Mixing learning, fun in lab

Science: An elective high school course gives students hands-on experience with marine animals.

October 22, 2003|By Laura Shovan | Laura Shovan,SPECIAL TO THE SUN

Hammond High School senior Dan Heflin couldn't wait to dissect a shark, so he signed up for Ray McMillan's elective course in marine science.

"It's my last year, and I wanted to do different things," the 17-year-old said. "I wanted to dissect things."

McMillan, who has been teaching the course for six years, said science electives allow students more hands-on experience. "In marine science, even though we have a curriculum from the county, it gives you a lot of leeway to do extra things. That's why you're pretty much able to do a lot of labs. That's something that the kids really enjoy."

In the late 1990s, the Howard County Board of Education sought to add high-interest science electives to its high school offerings.

"The county wanted another upper-level elective," McMillan said. "Marine science is one of the big upcoming fields. This is something the kids wanted, and it's been real successful the entire time."

Marine science is offered at five other high schools in the county: Atholton, Howard, Long Reach, Mount Hebron and River Hill. Terri Showers, a science resource teacher from the central office, said the popularity of the elective has a lot to do with those who teach it. "They're comfortable with hands-on activities and teaching the kids how this course relates to situations in the everyday world," she said.

Marine and freshwater creatures are kept in tanks and homemade jug aquariums in the classroom. McMillan hopes to take the class to Sandy Point State Park next week to collect mud crabs, blue crabs, minnows and white perch. All are returned to their natural habitats at the end of the school year.

"First, we learned about how fish - you can't just pour them into the regular water," junior Sara Keeter, 16, said. Students prepared saltwater for their tanks "so it wasn't a big habitat change. We're trying to learn to keep our fish healthy," she said.

This week, students are studying microscopic paramecium. Later, they will move on to sponges and eventually fish and sharks, learning the anatomy of each. "They're real enthused," McMillan said. "They actually get very few classes where they do real science."

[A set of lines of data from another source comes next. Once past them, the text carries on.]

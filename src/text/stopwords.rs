//! Embedded English stop-word list.
//!
//! The standard English list, compiled in so no runtime download or data
//! directory is needed. Contraction fragments (`don`, `t`, `ve`, ...) are
//! listed in place of the apostrophized forms because punctuation stripping
//! runs before stop-word filtering and splits contractions into exactly
//! those fragments.

/// Default English stop words.
pub const ENGLISH_STOP_WORDS: &[&str] = &[
    "i", "me", "my", "myself", "we", "our", "ours", "ourselves", "you", "your", "yours",
    "yourself", "yourselves", "he", "him", "his", "himself", "she", "her", "hers", "herself",
    "it", "its", "itself", "they", "them", "their", "theirs", "themselves", "what", "which",
    "who", "whom", "this", "that", "these", "those", "am", "is", "are", "was", "were", "be",
    "been", "being", "have", "has", "had", "having", "do", "does", "did", "doing", "a", "an",
    "the", "and", "but", "if", "or", "because", "as", "until", "while", "of", "at", "by",
    "for", "with", "about", "against", "between", "into", "through", "during", "before",
    "after", "above", "below", "to", "from", "up", "down", "in", "out", "on", "off", "over",
    "under", "again", "further", "then", "once", "here", "there", "when", "where", "why",
    "how", "all", "any", "both", "each", "few", "more", "most", "other", "some", "such",
    "no", "nor", "not", "only", "own", "same", "so", "than", "too", "very", "s", "t", "can",
    "will", "just", "don", "should", "now", "d", "ll", "m", "o", "re", "ve", "y", "ain",
    "aren", "couldn", "didn", "doesn", "hadn", "hasn", "haven", "isn", "ma", "mightn",
    "mustn", "needn", "shan", "shouldn", "wasn", "weren", "won", "wouldn",
];

#[cfg(test)]
mod tests {
    use super::*;

    #[test]
    fn test_common_function_words_present() {
        for word in ["we", "the", "is", "you", "don", "t"] {
            assert!(
                ENGLISH_STOP_WORDS.contains(&word),
                "expected stop word: {word}"
            );
        }
    }

    #[test]
    fn test_content_words_absent() {
        for word in ["need", "help", "water", "food", "shelter"] {
            assert!(
                !ENGLISH_STOP_WORDS.contains(&word),
                "content word wrongly listed: {word}"
            );
        }
    }

    #[test]
    fn test_list_is_lowercase_and_distinct() {
        let mut seen = std::collections::HashSet::new();
        for word in ENGLISH_STOP_WORDS {
            assert_eq!(word.to_lowercase(), *word);
            assert!(seen.insert(*word), "duplicate stop word: {word}");
        }
    }
}
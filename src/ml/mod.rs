/// Machine learning module for multi-label message classification
///
/// This module provides the training stack:
/// - Labeled datasets with seeded splits and cross-validation folds
/// - One-vs-rest linear SVM classification over category columns
/// - Precision/recall/F1 evaluation reports
/// - The fit/predict/save/load pipeline the binaries are built on
/// - Grid search over vocabulary caps scored by macro F1

pub mod classifier;
pub mod dataset;
pub mod metrics;
pub mod pipeline;
pub mod search;

pub use classifier::{LabelClassifier, MultiLabelClassifier, SvmConfig};
pub use dataset::LabeledDataset;
pub use metrics::{evaluate, macro_f1, ClassMetrics, ClassificationReport};
pub use pipeline::{PipelineMetadata, TrainedPipeline};
pub use search::{CandidateScore, GridSearch, SearchOutcome};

Students viewed the creatures on slides they stained. "We're just looking at the motion [of the paramecium]," Sara said. "It's just going everywhere, like a lot of rice scattered around."

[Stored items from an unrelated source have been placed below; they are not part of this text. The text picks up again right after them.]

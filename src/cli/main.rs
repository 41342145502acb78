use clap::Parser;
use serde_json::json;
use std::error::Error;
use std::path::PathBuf;

use disaster_triage::ml::TrainedPipeline;

#[derive(Parser)]
#[command(name = "triage-predict")]
#[command(about = "Classify a disaster message with a trained model", long_about = None)]
struct Cli {
    /// Trained model file produced by triage-train
    #[arg(value_name = "MODEL")]
    model: PathBuf,

    /// Message text to classify
    #[arg(value_name = "MESSAGE")]
    message: String,

    /// Print every category with its 0/1 assignment as JSON
    #[arg(short, long)]
    json: bool,
}

fn main() -> Result<(), Box<dyn Error>> {
    let cli = Cli::parse();

    let pipeline = TrainedPipeline::load(&cli.model)?;
    let assignments = pipeline.predict_one(&cli.message)?;

    if cli.json {
        let categories: serde_json::Map<String, serde_json::Value> = pipeline
            .category_names()
            .iter()
            .zip(&assignments)
            .map(|(name, &flag)| (name.clone(), json!(flag == 1)))
            .collect();
        let body = json!({
            "message": cli.message,
            "categories": categories,
        });
        println!("{}", serde_json::to_string_pretty(&body)?);
    } else {
        let assigned: Vec<&str> = pipeline
            .category_names()
            .iter()
            .zip(assignments.iter().copied())
            .filter(|(_, flag)| *flag == 1)
            .map(|(name, _)| name.as_str())
            .collect();
        if assigned.is_empty() {
            println!("No categories assigned");
        } else {
            println!("Assigned categories: {}", assigned.join(", "));
        }
    }

    Ok(())
}
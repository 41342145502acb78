//! Hyperparameter grid search with k-fold cross-validation.
//!
//! The searched axis is the vocabulary cap. Every candidate is scored by
//! mean macro F1 over shuffled folds, with the vectorizer refit inside each
//! fold so validation rows never leak vocabulary into training. The winner
//! is refit on the whole training split.

use tracing::{info, warn};

use crate::config::SearchConfig;
use crate::error::{AppError, Result};
use crate::features::VectorizerConfig;
use crate::ml::classifier::SvmConfig;
use crate::ml::dataset::LabeledDataset;
use crate::ml::metrics::macro_f1;
use crate::ml::pipeline::TrainedPipeline;

/// Cross-validation score for one grid candidate.
#[derive(Debug, Clone)]
pub struct CandidateScore {
    pub max_features: Option<usize>,
    pub fold_scores: Vec<f64>,
    pub mean_macro_f1: f64,
}

/// Outcome of a search: the winning pipeline refit on the full training
/// split, plus every candidate's score.
pub struct SearchOutcome {
    pub pipeline: TrainedPipeline,
    pub candidates: Vec<CandidateScore>,
    pub best_max_features: Option<usize>,
}

/// Sequential grid search over vocabulary caps.
pub struct GridSearch {
    vectorizer_config: VectorizerConfig,
    svm_config: SvmConfig,
    search_config: SearchConfig,
}

impl GridSearch {
    pub fn new(
        vectorizer_config: VectorizerConfig,
        svm_config: SvmConfig,
        search_config: SearchConfig,
    ) -> Self {
        Self {
            vectorizer_config,
            svm_config,
            search_config,
        }
    }

    /// Cross-validate every candidate on `train` and refit the best one.
    ///
    /// Candidates are tried in grid order and the first best score wins
    /// ties, so repeated runs pick the same model.
    pub fn run(&self, train: &LabeledDataset) -> Result<SearchOutcome> {
        if self.search_config.max_features_grid.is_empty() {
            return Err(AppError::Validation(
                "max_features_grid must contain at least one candidate".to_string(),
            ));
        }

        let folds = self.make_folds(train)?;
        let mut candidates: Vec<CandidateScore> = Vec::new();

        for &cap in &self.search_config.max_features_grid {
            let max_features = (cap != 0).then_some(cap);
            info!(
                ?max_features,
                folds = folds.len(),
                "evaluating grid candidate"
            );
            let fold_scores = self.score_candidate(train, &folds, max_features)?;
            let mean_macro_f1 = fold_scores.iter().sum::<f64>() / fold_scores.len() as f64;
            info!(?max_features, mean_macro_f1, "candidate scored");
            candidates.push(CandidateScore {
                max_features,
                fold_scores,
                mean_macro_f1,
            });
        }

        let mut best = 0;
        for (index, candidate) in candidates.iter().enumerate().skip(1) {
            if candidate.mean_macro_f1 > candidates[best].mean_macro_f1 {
                best = index;
            }
        }
        let best_max_features = candidates[best].max_features;
        info!(
            max_features = ?best_max_features,
            mean_macro_f1 = candidates[best].mean_macro_f1,
            "refitting best candidate on the full training split"
        );

        let mut vectorizer_config = self.vectorizer_config.clone();
        vectorizer_config.max_features = best_max_features;
        let pipeline = TrainedPipeline::fit(
            &train.texts,
            &train.labels,
            &train.category_names,
            vectorizer_config,
            self.svm_config.clone(),
        )?;

        Ok(SearchOutcome {
            pipeline,
            candidates,
            best_max_features,
        })
    }

    fn make_folds(&self, train: &LabeledDataset) -> Result<Vec<Vec<usize>>> {
        let requested = self.search_config.cv_folds;
        if requested < 2 {
            return Err(AppError::Validation(format!(
                "cross-validation needs at least 2 folds, got {requested}"
            )));
        }
        let folds = requested.min(train.len());
        if folds < 2 {
            return Err(AppError::DataFormat(format!(
                "cross-validation needs at least 2 training rows, got {}",
                train.len()
            )));
        }
        if folds < requested {
            warn!(requested, using = folds, "fewer training rows than folds");
        }
        train.k_folds(folds, self.search_config.seed)
    }

    fn score_candidate(
        &self,
        train: &LabeledDataset,
        folds: &[Vec<usize>],
        max_features: Option<usize>,
    ) -> Result<Vec<f64>> {
        let mut scores = Vec::with_capacity(folds.len());

        for (fold_index, holdout) in folds.iter().enumerate() {
            let fit_indices: Vec<usize> = folds
                .iter()
                .enumerate()
                .filter(|(index, _)| *index != fold_index)
                .flat_map(|(_, fold)| fold.iter().copied())
                .collect();

            let fit_split = train.subset(&fit_indices);
            let holdout_split = train.subset(holdout);

            let mut vectorizer_config = self.vectorizer_config.clone();
            vectorizer_config.max_features = max_features;
            let pipeline = TrainedPipeline::fit(
                &fit_split.texts,
                &fit_split.labels,
                &fit_split.category_names,
                vectorizer_config,
                self.svm_config.clone(),
            )?;

            let predictions = pipeline.predict_texts(&holdout_split.texts)?;
            let score = macro_f1(&holdout_split.labels, &predictions)?;
            info!(
                fold = fold_index + 1,
                total = folds.len(),
                macro_f1 = score,
                "fold scored"
            );
            scores.push(score);
        }

        Ok(scores)
    }
}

The class examined the eating process of these life forms by looking for and observing the animals' food vacuoles, and drew pictures of the eating process as a part of the lab. Twelfth-grader Jessica Neumeyer, 17, said the stain "mixes in, and they eat it. We watch it go into their bodies."

She said she likes to study aquatic life under a microscope because "we never get to see it with our own eyes. It gets interesting after watching them a little."

"It's actually about learning all the different specimens, how they work, how they function in a different environment," said senior Brittany Limmer, 17, who hopes to study marine biology in college.

According to McMillan, students going on to major in marine science is not unusual. "We've had several students who've taken the apprenticeships at the aquarium [in Baltimore]," he said.

The class helps students to "develop knowledge in the field and then an appreciation of not only the organism and the environment they live in. That's one of the reasons I try to use things out of the bay," McMillan said.

The class is involved in programs to save the Chesapeake Bay, including growing celery grass to transplant there. This year, students hope to grow oysters from eggs and later seed them in the bay.

Dan Heflin said he signed up for the course not only for the chance to dissect a shark, but because he likes animals. "We actually keep things - living - and we have to take care of it ourselves, feed it every day. It's hard work," he said. But, he added, "I have fun."